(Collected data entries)
= Beginning of Section =
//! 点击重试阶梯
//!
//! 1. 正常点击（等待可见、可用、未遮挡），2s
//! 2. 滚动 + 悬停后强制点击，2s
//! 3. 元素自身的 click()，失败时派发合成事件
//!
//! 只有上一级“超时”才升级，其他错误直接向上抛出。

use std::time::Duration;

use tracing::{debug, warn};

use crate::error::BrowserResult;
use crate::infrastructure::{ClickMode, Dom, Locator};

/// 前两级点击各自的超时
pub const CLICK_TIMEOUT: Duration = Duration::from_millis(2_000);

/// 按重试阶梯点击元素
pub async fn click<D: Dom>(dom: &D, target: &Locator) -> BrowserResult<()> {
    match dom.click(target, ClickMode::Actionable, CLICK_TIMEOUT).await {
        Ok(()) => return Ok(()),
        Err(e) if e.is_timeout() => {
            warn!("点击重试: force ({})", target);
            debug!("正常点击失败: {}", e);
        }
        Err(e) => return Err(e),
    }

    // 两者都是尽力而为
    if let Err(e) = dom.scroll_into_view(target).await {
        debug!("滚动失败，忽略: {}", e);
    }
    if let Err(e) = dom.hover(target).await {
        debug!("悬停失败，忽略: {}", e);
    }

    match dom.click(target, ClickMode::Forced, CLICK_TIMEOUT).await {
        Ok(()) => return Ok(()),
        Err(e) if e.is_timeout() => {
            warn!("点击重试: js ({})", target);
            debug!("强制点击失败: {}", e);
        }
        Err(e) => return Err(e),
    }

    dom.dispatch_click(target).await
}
= End of Section =
• ACTIVITY:
For the string "ClickMode", return every line of the data where it appears.

• ANSWER BELOW:
use crate::infrastructure::{ClickMode, Dom, Locator};
    match dom.click(target, ClickMode::Actionable, CLICK_TIMEOUT).await {
    match dom.click(target, ClickMode::Forced, CLICK_TIMEOUT).await {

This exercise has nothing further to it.